I believe that the footnote had disappeared, which IMO is a bad thing - the article is titled using double-L, but the first paragraph (and the subsequent text) describes the notion using single-L... Where can we add back the fact that the british and american spelling differs? I mean, besides letting the reader discover that the references section actually contains both spellings? :-D -- Jokes Free4Me 06:52, 17 June 2007 (UTC)

Looking at the external links, this what the georgia tech page had to say about it... http://www.tsp.gatech.edu/history/travelling.html Looks like the problem's title is a proper noun. Should be one L regardless of the spelling of traveling/travelling. Keep with the problem's original spelling. Psy wombats 14:46, 23 October 2007 (UTC)

## Political Correctness

I agree and accordingly corrected the notes. —The preceding unsigned comment was added by 89.243.66.153 (talk) 16:20, 4 March 2007 (UTC).

Can we change the traveling salesMAN problem to the traveling salesPERSON problem? —Preceding unsigned comment added by 192.52.218.45 (talk) 00:14, 4 June 2009 (UTC)

## Nearest Neighbour Algorithm cannot find worst possible solution.

I changed the text that said the nearest neighbour algorithm can find the worst possible solution and removed the asociated request for citation.

The worst possible scenario for the NN algorithm is all points strung upon a line, with the shortest distance being at alternating sides from the central point. eg.

E.......C.AB...D........

The nearest neighbour solution A->B->-C->D->E takes 1+3+7+15=26.

An alternate solution A->E->B->C->D is 10+11+3+7 = 31.

There is a worse solution than the worst possible NN solution. Therefore NN cannot result in the worst possible solution.

All that said, maths is not my strongest point, so please point out if there's a flaw in my position. Thanks.

--irrevenant [ talk ] 03:15, 17 March 2007 (UTC)

## Probability question

Is it possible to estimate the probability p(n) of finding a tour without loops at random permutation of n towns uniformly distributed over a square?--Kjells 18:40, 25 April 2007 (UTC)

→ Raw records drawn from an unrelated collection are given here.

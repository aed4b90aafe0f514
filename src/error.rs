use thiserror::Error;

/// Failure of a single optimize call.
#[derive(Debug, Clone, PartialEq, Eq, Error)]
pub enum OptimizeError {
    /// Malformed request: empty lesson group, bad time range, weekend lesson, ...
    #[error("invalid input: {0}")]
    InvalidInput(String),

    /// Valid input, but no conflict-free timetable was found.
    #[error("no conflict-free timetable found (nodes searched: {nodes}, budget exhausted: {budget_exhausted})")]
    Infeasible { nodes: u64, budget_exhausted: bool },

    /// The caller aborted the search.
    #[error("optimization cancelled")]
    Cancelled,

    /// An optimize call is already running on this session.
    #[error("an optimization is already running")]
    Busy,
}

impl OptimizeError {
    pub fn invalid(message: impl Into<String>) -> Self {
        OptimizeError::InvalidInput(message.into())
    }
}

/// Errors surfaced by the binaries and the file adapters.
#[derive(Debug, Error)]
pub enum AppError {
    #[error(transparent)]
    Optimize(#[from] OptimizeError),

    #[error("I/O error: {0}")]
    Io(#[from] std::io::Error),

    #[error("JSON error: {0}")]
    Json(#[from] serde_json::Error),

    #[error("CSV error: {0}")]
    Csv(#[from] csv::Error),

    #[error("XLSX error: {0}")]
    Xlsx(#[from] rust_xlsxwriter::XlsxError),

    #[error("configuration error: {0}")]
    Config(#[from] Box<figment::Error>),
}

impl From<figment::Error> for AppError {
    fn from(err: figment::Error) -> Self {
        AppError::Config(Box::new(err))
    }
}

pub type Result<T, E = AppError> = std::result::Result<T, E>;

Consider simulating to get an idea. It seems it should probably be exponentially small.Ninjagecko 12:38, 8 May 2007 (UTC)

## Plagiarism?

Compare:

Mathematical problems related to the traveling salesman problem were treated in the 1800s by the Irish mathematician Sir William Rowan Hamilton and by the British mathematician Thomas Penyngton Kirkman. A discussion of the early work of Hamilton and Kirkman can be found in Graph Theory 1736-1936. The general form of the TSP appears to have been first studied by mathematicians during the 1930s in Vienna and at Harvard, notably by Karl Menger. The problem was later undertaken by Hassler Whitney and Merrill Flood at Princeton. A detailed treatment of the connection between Menger and Whitney as well as the growth in the study of TSP can be found in Alexander Schrijver's 2005 paper "On the history of combinatorial optimization (till 1960)"

Mathematical problems related to the traveling salesman problem were treated in the 1800s by the Irish mathematician Sir William Rowan Hamilton and by the British mathematician Thomas Penyngton Kirkman. The picture below is a photograph of Hamilton's Icosian Game that requires players to complete tours through the 20 points using only the specified connections. A nice discussion of the early work of Hamilton and Kirkman can be found in the book Graph Theory 1736-1936 by N. L. Biggs, E. K. LLoyd, and R. J. Wilson, Clarendon Press, Oxford, 1976.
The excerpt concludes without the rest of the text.